Personally, I see the market as a living, breathing /process/, one which possesses all the same emergent properties of nature; spontaneous order, the harmonizing of interests, and self-correcting. It is chaotic only insofar as the process is disturbed or interrupted, such as by extra-market forces like government. Natural disaster, accidents, and war also have this effect on the market, yet they can all be recovered from (and quickly) if the market is simply left alone.

It is, and always has been, government that incites and prolongs human suffering the most, compared to all other sources of discomfort.

Listos: "although I will say that the US market is close to a fair market, meaning the companies can change prices at will and basically "bid" for the customers attention and for them to buy, it also means that a market who lowers the quality of the product can drastically lower prices and gain more customers, while forcing other companies to remain where they are or lower their prices, and then find themselves losing money and losing jobs and etc."

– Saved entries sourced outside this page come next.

//! End-to-end test against the live mock server.
//!
//! # Design
//! Starts the mock server on a random port, then exercises every client
//! operation over real HTTP through `UreqTransport`, checking that request
//! building and response classification agree with the server.

use mock_server::MockConfig;
use notion_core::{
    ApiError, ClientConfig, DatabaseQuery, NotionClient, ObjectType, Pagination, Payload,
    RequestOptions,
};
use serde_json::{json, Value};

/// Start the mock server on a random port and return its API base URL.
fn start_server() -> String {
    let std_listener = std::net::TcpListener::bind("127.0.0.1:0").unwrap();
    let addr = std_listener.local_addr().unwrap();
    std_listener.set_nonblocking(true).unwrap();

    std::thread::spawn(move || {
        let rt = tokio::runtime::Builder::new_current_thread()
            .enable_all()
            .build()
            .unwrap();
        rt.block_on(async {
            let listener = tokio::net::TcpListener::from_std(std_listener).unwrap();
            mock_server::run(listener).await
        })
        .unwrap();
    });

    format!("http://{addr}/v1")
}

fn json_of(result: Result<Option<Payload>, ApiError>) -> Value {
    result
        .expect("request failed")
        .expect("empty response")
        .into_json()
        .expect("non-JSON response")
}

#[test]
fn oauth_and_page_lifecycle() {
    let base_url = start_server();
    let mock = MockConfig::default();

    // Step 1: no token yet, so authenticated calls are rejected.
    let config = ClientConfig::oauth(&mock.client_id, &mock.client_secret, "http://localhost/cb")
        .base_url(&base_url);
    let mut client = NotionClient::new(config);
    let err = client.get_current_user().unwrap_err();
    assert!(matches!(err, ApiError::Unauthorized(Payload::Json(_))), "{err:?}");

    // Step 2: authorization URL points at the configured base.
    let url = client.authorization_url(Some("s1")).unwrap();
    assert!(url.starts_with(&format!("{base_url}/oauth/authorize?client_id=mock-client")));
    assert!(url.ends_with("&state=s1"));

    // Step 3: a bad code is malformed input; the right one yields a token.
    let err = client.authorize("wrong-code").unwrap_err();
    match &err {
        ApiError::MalformedInput(body) => {
            assert_eq!(body.as_json().unwrap()["code"], "invalid_grant")
        }
        other => panic!("expected MalformedInput, got {other:?}"),
    }
    let token = client.authorize(&mock.auth_code).unwrap();
    assert_eq!(token.access_token, mock.token);
    assert_eq!(token.workspace_name.as_deref(), Some("Mock Workspace"));

    // Step 4: the stored bearer token now authenticates requests.
    let me = json_of(client.get_current_user());
    assert_eq!(me["type"], "bot");

    // Step 5: list users page by page.
    let first = json_of(client.list_users(&Pagination::new().page_size(2)));
    assert_eq!(first["results"].as_array().unwrap().len(), 2);
    assert_eq!(first["has_more"], true);
    let cursor = first["next_cursor"].as_str().unwrap().to_string();
    let second = json_of(client.list_users(&Pagination::new().page_size(2).start_cursor(cursor)));
    assert_eq!(second["results"].as_array().unwrap().len(), 2);
    assert_eq!(second["has_more"], false);

    // Step 6: fetch the database; unknown ids are an unexpected status.
    let database = json_of(client.get_database(&mock.database_id));
    assert_eq!(database["object"], "database");
    let err = client.get_database("missing").unwrap_err();
    assert!(matches!(err, ApiError::UnexpectedStatus { status: 404, .. }), "{err:?}");

    // Step 7: create a page without a cover.
    let properties = json!({
        "Name": {"title": [{"text": {"content": "Integration test"}}]},
        "Done": {"checkbox": false}
    });
    let page = json_of(client.create_page(&mock.database_id, properties, None));
    assert_eq!(page["object"], "page");
    assert!(page["cover"].is_null());
    let page_id = page["id"].as_str().unwrap().to_string();

    // Step 8: update it, adding a cover.
    let updated = json_of(client.update_page(
        &page_id,
        json!({"Done": {"checkbox": true}}),
        Some("https://img.example/cover.png"),
    ));
    assert_eq!(updated["properties"]["Done"]["checkbox"], true);
    assert_eq!(updated["cover"]["external"]["url"], "https://img.example/cover.png");

    // Step 9: query the database with and without a filter.
    let done = DatabaseQuery {
        filter: Some(json!({"property": "Done", "checkbox": {"equals": true}})),
        sorts: Some(json!([{"property": "Name", "direction": "ascending"}])),
        ..DatabaseQuery::default()
    };
    let results = json_of(client.query_database_pages(&mock.database_id, &done));
    assert_eq!(results["results"].as_array().unwrap().len(), 1);

    let from_start = DatabaseQuery {
        start_cursor: Some("0".to_string()),
        ..DatabaseQuery::default()
    };
    let results = json_of(client.query_database_pages(&mock.database_id, &from_start));
    assert_eq!(results["results"][0]["id"], page_id.as_str());

    // Step 10: search top-level objects by type.
    let pages = json_of(client.list_objects(ObjectType::Page, &Pagination::new()));
    assert_eq!(pages["results"].as_array().unwrap().len(), 1);
    let databases = json_of(client.list_objects(ObjectType::Database, &Pagination::new()));
    assert_eq!(databases["results"][0]["id"], mock.database_id.as_str());

    // Step 11: oversized pages are rejected by the server.
    let err = client
        .query_database_pages(
            &mock.database_id,
            &DatabaseQuery {
                page_size: Some(101),
                ..DatabaseQuery::default()
            },
        )
        .unwrap_err();
    assert!(matches!(err, ApiError::MalformedInput(_)), "{err:?}");

    // Step 12: a per-call Accept override yields 406 and does not stick.
    let err = client
        .get("users/me", RequestOptions::new().header("Accept", "text/html"))
        .unwrap_err();
    assert!(matches!(err, ApiError::LimitExceeded(_)), "{err:?}");
    let me = json_of(client.get_current_user());
    assert_eq!(me["object"], "user");
}

#[test]
fn static_token_from_config() {
    let base_url = start_server();
    let mock = MockConfig::default();

    let client = NotionClient::new(ClientConfig::with_token(&mock.token).base_url(&base_url));
    let me = json_of(client.get_current_user());
    assert_eq!(me["object"], "user");

    let wrong = NotionClient::new(ClientConfig::with_token("secret_wrong").base_url(&base_url));
    let err = wrong.get_current_user().unwrap_err();
    match err {
        ApiError::Unauthorized(body) => assert_eq!(body.as_json().unwrap()["status"], 401),
        other => panic!("expected Unauthorized, got {other:?}"),
    }
}

#[test]
fn unreachable_server_is_transport_error() {
    let listener = std::net::TcpListener::bind("127.0.0.1:0").unwrap();
    let addr = listener.local_addr().unwrap();
    drop(listener);

    let client = NotionClient::new(ClientConfig::with_token("t").base_url(format!("http://{addr}/v1")));
    let err = client.get_current_user().unwrap_err();
    assert!(matches!(err, ApiError::Transport(_)), "{err:?}");
}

If you are suggesting that producers aim for the lowest costs possible without regard to consumer input on quality, you're sorely mistaken. Although it is a general rule that people want to buy as cheaply as possible, there is such a thing as consumers willing to pay /more/ due to a perceived benefit, whether real or imagined.

As v. Mises wrote in Chapter 15, Sec. 12, "If a consumer believes that it is expedient or right to pay a higher price for domestic cereals than for cereals imported from abroad, or for manufactures processed in plants operated by small business or employing unionized workers than for those of another provenance, he is free to do so. He would only have to satisfy himself that the commodity offered for sale meets the conditions upon which he makes the allowance of a higher price depend."

If, in the endeavor of meeting consumer demands, such an efficiency is achieved that some producers are forced out of business, then it is a good thing for everyone. The capital and resources invested in the failed venture(s) can now be reallocated and distributed across more productive avenues of economic activity.

Caution Wake Turbulence

Re: The Meaning of Laissez-faire

Laissez-faire is french so it can't be good

Not many people know this, but I own the first radio in Springfield. Not much on the air then, just Edison reciting the alphabet over and over. "A" he'd say; then "B." "C" would usually follow...

Re: The Meaning of Laissez-faire

rofl!

7 (edited by Phoenix Mailer 24-Aug-2010 00:03:24)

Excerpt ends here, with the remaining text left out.